Oturduğu koltukta doğruldu, yavaşça ayağa kalkmak istedi ama ayaklarında derman kalmamıştı ve eşyalar, sokak lambaları, çiçekler ve parfüm kokuları, hepsi sanki önünde yürüyordu. Kulağında hep bir müzik çalıyordu. “Demek ki mousailer burada” dedi kendi kendine. “Lirim nerede? Gelin beraber çalalım ilham perileri” diyordu. Sarhoşluğun da verdiği dağınıklıkla ilginç rüyalar görüyordu veya rüya değil de gerçekten görüyordu. Bilinmez. Bilinmemekle beraber hissedilmez. Bilinen şey hissedilmemiş olabilir ama hissedilen şey bilinmiştir. Neyse. Kendi kendine konuşmaya devam ederken aklına kapının önündeki kedi geldi. “Ona mama vermeliyim” diye düşündü, mutfağa gidip tabağa mama koyup kedinin önüne bıraktı yemeği, ama kedi yemedi, surat astı.

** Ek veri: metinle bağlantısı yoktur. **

use std::path::PathBuf;

use sehha_shared::MapConfig;
use sehha_shared::map_config::DEFAULT_STYLE_URL;

pub const DEFAULT_SERVER_PORT: u16 = 3000;
pub const DEFAULT_STATIC_DIR: &str = "client/dist";

pub fn server_port() -> u16 {
    std::env::var("SERVER_PORT")
        .ok()
        .and_then(|value| value.trim().parse::<u16>().ok())
        .filter(|value| *value > 0)
        .unwrap_or(DEFAULT_SERVER_PORT)
}

pub fn static_dir() -> PathBuf {
    std::env::var("STATIC_DIR")
        .ok()
        .map(|value| value.trim().to_string())
        .filter(|value| !value.is_empty())
        .map(PathBuf::from)
        .unwrap_or_else(|| PathBuf::from(DEFAULT_STATIC_DIR))
}

/// Map widget settings handed to the browser. A missing token still yields a config
/// that the client reports as unusable.
pub fn map_config() -> MapConfig {
    let access_token = std::env::var("MAPBOX_ACCESS_TOKEN")
        .map(|value| value.trim().to_string())
        .unwrap_or_default();
    let style_url = std::env::var("MAP_STYLE_URL")
        .ok()
        .map(|value| value.trim().to_string())
        .filter(|value| !value.is_empty())
        .unwrap_or_else(|| DEFAULT_STYLE_URL.to_string());
    MapConfig {
        access_token,
        style_url,
    }
}

#[cfg(test)]
mod tests {
    use super::*;

    #[test]
    fn server_port_defaults_and_rejects_garbage() {
        temp_env::with_var_unset("SERVER_PORT", || {
            assert_eq!(server_port(), DEFAULT_SERVER_PORT);
        });
        temp_env::with_var("SERVER_PORT", Some("8088"), || {
            assert_eq!(server_port(), 8088);
        });
        temp_env::with_var("SERVER_PORT", Some("0"), || {
            assert_eq!(server_port(), DEFAULT_SERVER_PORT);
        });
        temp_env::with_var("SERVER_PORT", Some("http"), || {
            assert_eq!(server_port(), DEFAULT_SERVER_PORT);
        });
    }

    #[test]
    fn static_dir_ignores_blank_override() {
        temp_env::with_var("STATIC_DIR", Some("  "), || {
            assert_eq!(static_dir(), PathBuf::from(DEFAULT_STATIC_DIR));
        });
        temp_env::with_var("STATIC_DIR", Some("/srv/sehha"), || {
            assert_eq!(static_dir(), PathBuf::from("/srv/sehha"));
        });
    }

    #[test]
    fn map_config_reads_token_and_style() {
        temp_env::with_vars(
            [
                ("MAPBOX_ACCESS_TOKEN", Some(" pk.abc ")),
                ("MAP_STYLE_URL", Some("mapbox://styles/mapbox/dark-v11")),
            ],
            || {
                let config = map_config();
                assert_eq!(config.access_token, "pk.abc");
                assert_eq!(config.style_url, "mapbox://styles/mapbox/dark-v11");
                assert!(config.is_usable());
            },
        );
    }

    #[test]
    fn map_config_without_token_is_unusable() {
        temp_env::with_vars_unset(["MAPBOX_ACCESS_TOKEN", "MAP_STYLE_URL"], || {
            let config = map_config();
            assert!(!config.is_usable());
            assert_eq!(config.style_url, DEFAULT_STYLE_URL);
        });
    }
}
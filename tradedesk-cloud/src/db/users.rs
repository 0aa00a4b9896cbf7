use sqlx::PgExecutor;

#[derive(Debug, Clone, sqlx::FromRow)]
pub struct User {
    pub id: String,
    pub organization_id: Option<String>,
    pub display_name: String,
    pub email: String,
    pub is_super_admin: bool,
    pub created_at: i64,
}

/// Look up a user that belongs to `organization_id`
pub async fn find_in_organization<'e>(
    executor: impl PgExecutor<'e>,
    organization_id: &str,
    user_id: &str,
) -> Result<Option<User>, sqlx::Error> {
    sqlx::query_as("SELECT * FROM users WHERE id = $1 AND organization_id = $2")
        .bind(user_id)
        .bind(organization_id)
        .fetch_optional(executor)
        .await
}
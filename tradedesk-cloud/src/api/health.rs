//! Health check endpoint

use axum::Json;
use axum::extract::State;

use crate::state::AppState;

pub async fn health_check(State(state): State<AppState>) -> Json<serde_json::Value> {
    Json(serde_json::json!({
        "status": "ok",
        "service": "tradedesk-cloud",
        "version": env!("CARGO_PKG_VERSION"),
        "relay_connections": state.relay.connection_count(),
    }))
}
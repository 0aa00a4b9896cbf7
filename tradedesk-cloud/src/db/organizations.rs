use chrono::DateTime;
use shared::entitlement::{OrganizationState, RawOrganizationState};
use sqlx::PgExecutor;

#[derive(Debug, Clone, sqlx::FromRow)]
pub struct Organization {
    pub id: String,
    pub name: String,
    pub plan: Option<String>,
    pub subscription_status: Option<String>,
    /// Unix millis
    pub trial_ends_at: Option<i64>,
    pub plan_override: Option<String>,
    pub billing_override: Option<String>,
    pub created_at: i64,
}

impl Organization {
    /// Parse the stored billing columns into the resolver input
    pub fn subscription_state(&self) -> OrganizationState {
        RawOrganizationState {
            plan: self.plan.clone(),
            subscription_status: self.subscription_status.clone(),
            trial_ends_at: self.trial_ends_at.and_then(DateTime::from_timestamp_millis),
            plan_override: self.plan_override.clone(),
            billing_override: self.billing_override.clone(),
        }
        .into()
    }
}

pub async fn find_by_id<'e>(
    executor: impl PgExecutor<'e>,
    id: &str,
) -> Result<Option<Organization>, sqlx::Error> {
    sqlx::query_as("SELECT * FROM organizations WHERE id = $1")
        .bind(id)
        .fetch_optional(executor)
        .await
}

/// Fetch and row-lock an organization for the rest of the transaction
pub async fn lock_by_id<'e>(
    executor: impl PgExecutor<'e>,
    id: &str,
) -> Result<Option<Organization>, sqlx::Error> {
    sqlx::query_as("SELECT * FROM organizations WHERE id = $1 FOR UPDATE")
        .bind(id)
        .fetch_optional(executor)
        .await
}

#[cfg(test)]
mod tests {
    use super::*;
    use chrono::{TimeZone, Utc};
    use shared::entitlement::{PlanTier, SubscriptionStatus};

    fn row() -> Organization {
        Organization {
            id: "org-a".into(),
            name: "Acme Plumbing".into(),
            plan: Some("professional".into()),
            subscription_status: Some("no_org".into()),
            trial_ends_at: Some(1_700_000_000_000),
            plan_override: Some("enterprise".into()),
            billing_override: None,
            created_at: 0,
        }
    }

    #[test]
    fn stored_strings_are_parsed_at_the_boundary() {
        let state = row().subscription_state();
        assert_eq!(state.plan, Some(PlanTier::Professional));
        assert_eq!(state.subscription_status, None);
        assert_eq!(state.plan_override, None);
        assert_eq!(
            state.trial_ends_at,
            Some(Utc.timestamp_millis_opt(1_700_000_000_000).unwrap())
        );
    }

    #[test]
    fn active_status_survives_parsing() {
        let mut org = row();
        org.subscription_status = Some("active".into());
        assert_eq!(
            org.subscription_state().subscription_status,
            Some(SubscriptionStatus::Active)
        );
    }
}
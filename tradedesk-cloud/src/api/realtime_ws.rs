//! Relay WebSocket endpoints
//!
//! GET /ws/chat, GET /ws/notifications
//!
//! Browsers cannot set headers on a WebSocket, so the client authenticates
//! in-band: the first text frame must be `auth` carrying a relay token.
//!
//! - Client → Relay: ClientFrame (Auth, JoinChannel, LeaveChannel, Typing)
//! - Relay → Client: ServerFrame (NewMessage, NewDm, Typing, Notification, AuthError)

use axum::extract::State;
use axum::extract::ws::{Message, WebSocket, WebSocketUpgrade};
use axum::response::IntoResponse;
use futures::stream::{SplitSink, SplitStream};
use futures::{SinkExt, StreamExt};
use shared::error::ErrorCode;
use shared::realtime::{ClientFrame, Realm, ServerFrame};
use tokio::sync::mpsc;

use crate::auth::relay_token;
use crate::relay::{ConnectionGuard, ConnectionId, RelayIdentity};
use crate::state::AppState;

type WsSink = SplitSink<WebSocket, Message>;
type WsStream = SplitStream<WebSocket>;

/// GET /ws/chat
pub async fn handle_chat_ws(
    State(state): State<AppState>,
    ws: WebSocketUpgrade,
) -> impl IntoResponse {
    ws.on_upgrade(move |socket| relay_session(socket, state, Realm::Chat))
}

/// GET /ws/notifications
pub async fn handle_notifications_ws(
    State(state): State<AppState>,
    ws: WebSocketUpgrade,
) -> impl IntoResponse {
    ws.on_upgrade(move |socket| relay_session(socket, state, Realm::Notifications))
}

enum AuthOutcome {
    Authenticated(RelayIdentity),
    Rejected(ErrorCode),
    TimedOut,
    Disconnected,
}

async fn relay_session(socket: WebSocket, state: AppState, realm: Realm) {
    let (mut sink, mut stream) = socket.split();

    let identity = match tokio::time::timeout(
        state.relay_settings.auth_timeout,
        await_auth(&mut stream, &state, realm),
    )
    .await
    .unwrap_or(AuthOutcome::TimedOut)
    {
        AuthOutcome::Authenticated(identity) => identity,
        AuthOutcome::Rejected(code) => {
            tracing::info!(realm = %realm, code = %code, "Relay auth rejected");
            let _ = send_frame(&mut sink, &ServerFrame::auth_error(code)).await;
            let _ = sink.close().await;
            return;
        }
        AuthOutcome::TimedOut => {
            tracing::info!(realm = %realm, "Relay auth timed out, closing");
            let _ = sink.close().await;
            return;
        }
        AuthOutcome::Disconnected => return,
    };

    let (tx, rx) = mpsc::channel(state.relay_settings.queue_capacity);
    let guard = match state.relay.register(identity.clone(), tx) {
        Ok(guard) => guard,
        Err(code) => {
            let _ = send_frame(&mut sink, &ServerFrame::auth_error(code)).await;
            let _ = sink.close().await;
            return;
        }
    };

    tracing::info!(
        connection_id = guard.id(),
        user_id = %identity.user_id,
        realm = %realm,
        "Relay connection authenticated"
    );

    run_connection(&state, &guard, sink, stream, rx).await;

    tracing::info!(
        connection_id = guard.id(),
        user_id = %identity.user_id,
        realm = %realm,
        "Relay connection closed"
    );
    // guard dropped here: connection leaves every channel
}

/// Wait for the first `auth` frame. Anything else is dropped.
async fn await_auth(stream: &mut WsStream, state: &AppState, realm: Realm) -> AuthOutcome {
    loop {
        match stream.next().await {
            Some(Ok(Message::Text(text))) => match serde_json::from_str::<ClientFrame>(&text) {
                Ok(ClientFrame::Auth { token }) => {
                    return match relay_token::verify(&token, realm, &state.jwt_secret) {
                        Ok(identity) => AuthOutcome::Authenticated(identity),
                        Err(code) => AuthOutcome::Rejected(code),
                    };
                }
                Ok(_) => {
                    tracing::debug!(realm = %realm, "Frame before auth dropped");
                }
                Err(e) => {
                    tracing::debug!(realm = %realm, "Malformed frame before auth: {e}");
                }
            },
            Some(Ok(Message::Close(_))) | None | Some(Err(_)) => return AuthOutcome::Disconnected,
            Some(Ok(_)) => {}
        }
    }
}

async fn run_connection(
    state: &AppState,
    guard: &ConnectionGuard,
    mut sink: WsSink,
    mut stream: WsStream,
    mut rx: mpsc::Receiver<ServerFrame>,
) {
    let connection_id = guard.id();
    let mut ping_interval = tokio::time::interval(state.relay_settings.ping_interval);
    ping_interval.tick().await; // skip immediate

    loop {
        tokio::select! {
            _ = ping_interval.tick() => {
                if sink.send(Message::Ping(Default::default())).await.is_err() {
                    break;
                }
            }

            outbound = rx.recv() => {
                let Some(frame) = outbound else { break };
                if send_frame(&mut sink, &frame).await.is_err() {
                    break;
                }
            }

            msg = stream.next() => {
                match msg {
                    Some(Ok(Message::Text(text))) => {
                        match serde_json::from_str::<ClientFrame>(&text) {
                            Ok(frame) => handle_client_frame(state, connection_id, frame),
                            Err(e) => {
                                tracing::warn!(connection_id, "Invalid relay frame ignored: {e}");
                            }
                        }
                    }
                    Some(Ok(Message::Close(_))) | None => break,
                    Some(Err(e)) => {
                        tracing::debug!(connection_id, "Relay socket error: {e}");
                        break;
                    }
                    _ => {}
                }
            }
        }
    }

    let _ = sink.close().await;
}

fn handle_client_frame(state: &AppState, connection_id: ConnectionId, frame: ClientFrame) {
    match frame {
        ClientFrame::Auth { .. } => {
            tracing::warn!(connection_id, "Duplicate auth frame ignored");
        }
        ClientFrame::JoinChannel { channel_id } => {
            if channel_id.is_empty() {
                return;
            }
            if state.relay.join(connection_id, &channel_id) {
                tracing::debug!(connection_id, channel_id = %channel_id, "Joined channel");
            }
        }
        ClientFrame::LeaveChannel { channel_id } => {
            if state.relay.leave(connection_id, &channel_id) {
                tracing::debug!(connection_id, channel_id = %channel_id, "Left channel");
            }
        }
        ClientFrame::Typing { channel_id } => {
            state.relay.relay_typing(connection_id, &channel_id);
        }
    }
}

async fn send_frame(sink: &mut WsSink, frame: &ServerFrame) -> Result<(), axum::Error> {
    let json = serde_json::to_string(frame).map_err(axum::Error::new)?;
    sink.send(Message::Text(json.into())).await
}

Kapattı kapıyı, “sen bilirsin” dedi. Kulağında hâlâ müzik çalıyordu. Dans etmeye çalışıyordu ama sarhoşluğun verdiği dağınıklık ayaklarının birbirine dolaşmasına sebep oluyordu. Duvarlara tutunarak düşmemeye çalışıyordu. Dans etmekle düşmek arasında savrula savrula sonunda tekrardan salona girmeyi başardı. Dikkatlice bakınca duvara, asılı olan resimden birilerinin çıktığını görmeye başladı. Resimdeki ana karakter olduğu yerde duruyordu ama onun yanındaki küçükkarakterler kenarlardan dışarı çıkıyor ve üzerine doğru geliyordu. Geriledi, ürperme geldi tüm vücuduna. Üzerine doğru gitmeye başladı küçükkarakterlerin. Onlar da Fevzi’nin üzerine doğru geliyordu. Boyları küçüktü ama çok gürültü ediyorlardı. Bir kelimeyi haykırarak geliyorlardı. Neydi bu kelime? “Ayn, şın, kaf”tan mürekkep bir kelimeydi bu. “Harflerden mürekkep kâinatı sayıklıyorsunuz siz” dedi Fevzi küçükkarakterlere.
1-2-3-4, 1-2-3-4…
“Nerede benim not defterim” dedi sonra kendi kendine… Telaşlı telaşlı defterini aramaya başladı, kitaplığın yanına gitti. Çekmeceleri karıştırdı. Evet, bulmuştu. Hızlıca defteri çıkarıp aldı, sayfaları karıştırırken defterin arasından da küçük bir fotoğraf düştü tam küçükkarakterlerin önüne… “İşte, ayn-şın-kaf bu” dedi küçükkarakterler… Fevzi gözlerine kadar yandığını hissetti bir anda, evet, bir anda… Uzun zamandır hissedemiyordu bu duyguyu… Yavaşça yere doğru eğildi, fotoğrafı alacaktı ki küçükkarakterler fotoğrafın üzerine oturdu. Karakterlerin hepsi fotoğrafın üzerinde her kaplayamayacak kadar küçüklerdi. Kareografi oluşturdular küçük bedenleriyle… Evet, ayn,şın, kaf harflerini oluşturdular tam da fotoğrafın kalbinin bulunduğu kısma… Utandı Fevzi, sebepsizce… Ne yapacaktı ki şimdi? “Heey, bırakın fotoğrafı bakalım” dedi, ama küçükkarakterler bırakmaya niyetli değillerdi fotoğrafı… Kıpırdayıp duruyorlardı. Onlar kıpırdadıkça “ayn-şın–kaf”tan mürekkep dünya da kıpırdıyordu adeta… Dünya kıpırdadıkça Fevzi dengesini kaybediyordu. Duvara doğru tutunmaya çalıştı ama duvarı delip geçti eli… Evet, duvar delinmişti. Rüya mı değil mi tereddüdünü yaşarken duvardan içeri doğru düş/tü. Düş/ünce anladı ki düş değil hakikat… Rüya ile hakikat arasındaki ince çizgi… Turgut Özben geldi aklına… Ama şimdi onu düşünme sırası değildi, doğruldu. Çevresine baktı, her yer karanlık ve ıslak… İçeri doğru girdi tekrardan, ama küçükkarakterler fotoğrafı alıp kaçmışlardı bile. Tablonun içerisinde duruyorlardı. “Acaba?” dedi Fevzi, çünkü yapabileceği hiçbir şey yoktu, “acaba tablonun içerisine girebilir miyim?” dedi kendi kendine… Çünkü o fotoğraf her şeyiydi onun, varlık gayesi o fotoğrafın çevresinde düğümlenmişti. Fotoğrafın özündeki canlıydı onun hayat kaynağı.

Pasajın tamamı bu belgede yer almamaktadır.